The world premiere was held at the Criterion Theatre in New York on October 26, 1951. The producers had previously attempted to negotiate for a Radio City Music Hall premiere.

==Reception==
In a contemporary review for The New York Times, critic Bosley Crowther wrote:[S]ince the classy package marks the first independent producing effort of the ingenious Jerry Wald and Norman Krasna at R.K.O., this drama of love and self-sacrifice might have turned out to be as sensitive as it is ambitious. Actually, it is—both—down to the last probable box-office penny. ... Mr. Corwin's scenario, under Curtis Bernhardt's soupy direction, stretches Miss Wyman's situation—a self chosen one, mind you—into a series of parchedly sunlit episodes, contrived to squeeze the heart and present this lady as a quivering -lipped saint. There is little in the way of wit, grit or, for that matter, real substance. One scene, cutting from little Natalie Wood's sticky disappointment during religious confirmation to Mama Joan Blondell's raucous musical-comedy auditioning is a new low in tasteless synthetics.Critic Philip K. Scheuer of the Los Angeles Times wrote: "Most people will be deeply moved by this production, and find it singularly absorbing. I might even say that it grows on a second view. There are many reasons to believe that it may bring Miss Wyman's second Academy Award for a performance that has so many fine facets. She makes later scenes intense and even powerful with her acting. The subdued rendition that she gives the role is a splendid technical buildup to this climax."

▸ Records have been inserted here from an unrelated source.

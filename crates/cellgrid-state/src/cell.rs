//! The cell snapshot and its publication point.
//!
//! Watcher callbacks run on the coordination client's threads while
//! request threads read concurrently. Rather than lock individual maps,
//! every write clones the current snapshot, mutates the clone, and
//! atomically publishes the new `Arc`. Readers hold a consistent snapshot
//! for as long as they keep the `Arc`, at the cost of a copy per fire.

use std::collections::{BTreeMap, BTreeSet};
use std::sync::{Arc, RwLock};

use crate::types::{FinishedEntry, InstanceState, PlacementEntry};

/// Immutable point-in-time view of a cell.
#[derive(Debug, Clone, Default, PartialEq)]
pub struct CellSnapshot {
    /// Instances currently running.
    pub running: BTreeSet<String>,
    /// Live placement: instance -> host/expiry/state.
    pub placement: BTreeMap<String, PlacementEntry>,
    /// Exit history: instance -> raw finished record. Merge-only; the
    /// history backfill never overwrites a live-watch entry.
    pub finished: BTreeMap<String, FinishedEntry>,
}

impl CellSnapshot {
    /// Instance ids visible under a given state label, the projection
    /// streamed to delta subscribers.
    pub fn instances_in(&self, state: InstanceState) -> BTreeSet<String> {
        match state {
            InstanceState::Running => self.running.clone(),
            InstanceState::Pending | InstanceState::Scheduled => self
                .placement
                .iter()
                .filter(|(_, e)| e.state == state)
                .map(|(name, _)| name.clone())
                .collect(),
            _ => self
                .finished
                .iter()
                .filter(|(_, e)| e.state == Some(state))
                .map(|(name, _)| name.clone())
                .collect(),
        }
    }
}

/// Shared cell state: written by watcher callbacks, read by queries.
#[derive(Default)]
pub struct CellState {
    current: RwLock<Arc<CellSnapshot>>,
}

impl CellState {
    pub fn new() -> Self {
        Self::default()
    }

    /// Get the current snapshot. Cheap; clones an `Arc`.
    pub fn load(&self) -> Arc<CellSnapshot> {
        Arc::clone(&self.read())
    }

    /// Copy-on-write update: clone, mutate, publish. Writers serialize on
    /// the write lock; readers never observe intermediate state.
    pub fn update(&self, mutate: impl FnOnce(&mut CellSnapshot)) {
        let mut slot = self
            .current
            .write()
            .unwrap_or_else(|e| e.into_inner());
        let mut next = (**slot).clone();
        mutate(&mut next);
        *slot = Arc::new(next);
    }

    fn read(&self) -> std::sync::RwLockReadGuard<'_, Arc<CellSnapshot>> {
        self.current.read().unwrap_or_else(|e| e.into_inner())
    }
}

#[cfg(test)]
mod tests {
    use super::*;

    #[test]
    fn starts_empty() {
        let state = CellState::new();
        let snap = state.load();
        assert!(snap.running.is_empty());
        assert!(snap.placement.is_empty());
        assert!(snap.finished.is_empty());
    }

    #[test]
    fn update_publishes_new_snapshot() {
        let state = CellState::new();
        let before = state.load();

        state.update(|snap| {
            snap.running.insert("a.b#1".to_string());
        });

        let after = state.load();
        assert!(before.running.is_empty());
        assert!(after.running.contains("a.b#1"));
    }

    #[test]
    fn held_snapshot_is_stable_across_updates() {
        let state = CellState::new();
        state.update(|snap| {
            snap.running.insert("a.b#1".to_string());
        });
        let held = state.load();

        state.update(|snap| {
            snap.running.clear();
        });

        assert!(held.running.contains("a.b#1"));
        assert!(state.load().running.is_empty());
    }

    #[test]
    fn projections_by_state() {
        let state = CellState::new();
        state.update(|snap| {
            snap.running.insert("a.b#1".to_string());
            snap.placement.insert(
                "a.b#1".to_string(),
                PlacementEntry {
                    state: InstanceState::Running,
                    host: Some("h1".to_string()),
                    expires: None,
                },
            );
            snap.placement.insert(
                "a.b#2".to_string(),
                PlacementEntry {
                    state: InstanceState::Scheduled,
                    host: Some("h2".to_string()),
                    expires: None,
                },
            );
            snap.finished.insert(
                "a.b#0".to_string(),
                FinishedEntry {
                    state: Some(InstanceState::Finished),
                    ..FinishedEntry::default()
                },
            );
        });

        let snap = state.load();
        assert_eq!(
            snap.instances_in(InstanceState::Running),
            ["a.b#1".to_string()].into()
        );
        assert_eq!(
            snap.instances_in(InstanceState::Scheduled),
            ["a.b#2".to_string()].into()
        );
        assert_eq!(
            snap.instances_in(InstanceState::Finished),
            ["a.b#0".to_string()].into()
        );
    }
}
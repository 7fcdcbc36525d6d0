//! cellgrid-coord — coordination-store abstraction for Cellgrid.
//!
//! The cell core only needs four primitives from a distributed
//! coordination service: point reads, children listing, and one-shot
//! change triggers on either. This crate defines that contract
//! ([`CoordStore`]), a watch driver that turns one-shot triggers into
//! continuously re-armed children/data watches with cancelable handles,
//! and an in-memory store used by tests and embedded deployments.
//!
//! # Failure posture
//!
//! A watch callback that panics, or a backend error while servicing a
//! fire, aborts the process. A watcher with an unknown cell view must not
//! keep answering queries; reconnection is the supervisor's job.

pub mod blob;
pub mod error;
pub mod memory;
pub mod store;
pub mod watch;

pub use error::{CoordError, CoordResult};
pub use memory::MemoryStore;
pub use store::{CoordStore, Trigger};
pub use watch::{WatchHandle, watch_children, watch_data};
//! The closed set of storage operations the sandbox may delegate.

use crate::ProtocolError;
use serde::{Deserialize, Serialize};
use std::fmt;
use std::str::FromStr;

/// A storage operation name as it appears in the `fn` field of a storage
/// request. The set is fixed; an unknown name fails at parse time rather
/// than reaching the host's store.
#[derive(Debug, Clone, Copy, PartialEq, Eq, Hash, Serialize, Deserialize)]
#[serde(rename_all = "camelCase")]
pub enum StorageOp {
    GetItem,
    SetItem,
    RemoveItem,
    MergeItem,
    Clear,
    GetAllKeys,
    FlushGetRequests,
    MultiGet,
    MultiSet,
    MultiRemove,
    MultiMerge,
}

impl StorageOp {
    /// All operations, in wire-name order.
    pub const ALL: [StorageOp; 11] = [
        StorageOp::GetItem,
        StorageOp::SetItem,
        StorageOp::RemoveItem,
        StorageOp::MergeItem,
        StorageOp::Clear,
        StorageOp::GetAllKeys,
        StorageOp::FlushGetRequests,
        StorageOp::MultiGet,
        StorageOp::MultiSet,
        StorageOp::MultiRemove,
        StorageOp::MultiMerge,
    ];

    /// The camelCase wire name.
    pub fn as_str(&self) -> &'static str {
        match self {
            StorageOp::GetItem => "getItem",
            StorageOp::SetItem => "setItem",
            StorageOp::RemoveItem => "removeItem",
            StorageOp::MergeItem => "mergeItem",
            StorageOp::Clear => "clear",
            StorageOp::GetAllKeys => "getAllKeys",
            StorageOp::FlushGetRequests => "flushGetRequests",
            StorageOp::MultiGet => "multiGet",
            StorageOp::MultiSet => "multiSet",
            StorageOp::MultiRemove => "multiRemove",
            StorageOp::MultiMerge => "multiMerge",
        }
    }
}

impl fmt::Display for StorageOp {
    fn fmt(&self, f: &mut fmt::Formatter<'_>) -> fmt::Result {
        f.write_str(self.as_str())
    }
}

impl FromStr for StorageOp {
    type Err = ProtocolError;

    fn from_str(s: &str) -> Result<Self, Self::Err> {
        Self::ALL
            .into_iter()
            .find(|op| op.as_str() == s)
            .ok_or_else(|| ProtocolError::UnknownStorageOp(s.to_string()))
    }
}
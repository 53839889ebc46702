//! Outbound transport shim for the sandbox realm.

use tokio::sync::mpsc;
use tracing::{error, warn};
use vaultbridge_types::SandboxFrame;

/// JSON-encodes sandbox frames and hands them to the outbound channel.
///
/// The sender is bound before the runtime starts, so there is no window
/// in which the transport is half-installed; a send only fails once the
/// host has dropped its receiver, at which point frames are dropped with
/// a warning.
#[derive(Debug, Clone)]
pub struct OutboundPost {
    tx: mpsc::UnboundedSender<String>,
}

impl OutboundPost {
    /// Wraps an outbound frame channel.
    #[must_use]
    pub fn new(tx: mpsc::UnboundedSender<String>) -> Self {
        Self { tx }
    }

    /// Serializes and sends one frame.
    pub fn post(&self, frame: &SandboxFrame) {
        let text = match serde_json::to_string(frame) {
            Ok(text) => text,
            Err(err) => {
                error!(%err, "failed to encode sandbox frame");
                return;
            }
        };

        if self.tx.send(text).is_err() {
            warn!("host side closed, dropping sandbox frame");
        }
    }
}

The film earned $2.2 million in rentals in the U.S. and Canada during 1951 and total rentals of $3,550,000, returning a profit of $450,000. In May 1952, it was reported the film had returned net earnings to Wald and Krasna of $800,000.

==Awards==

| Award | Category | Nominee | Result |
| Academy Awards | Best Actress | Jane Wyman | Nominated |
| Best Supporting Actress | Joan Blondell | Nominated |
| Golden Globe Awards | Best Actress in a Motion Picture – Drama | Jane Wyman | Won |
| Laurel Awards | Best Female Dramatic Performance | Won |
| Picturegoer Awards | Best Actress | Won |

==Adaptation==
The Blue Veil was presented on Lux Radio Theatre on November 24, 1952. The one-hour adaptation starred Wyman in her screen role.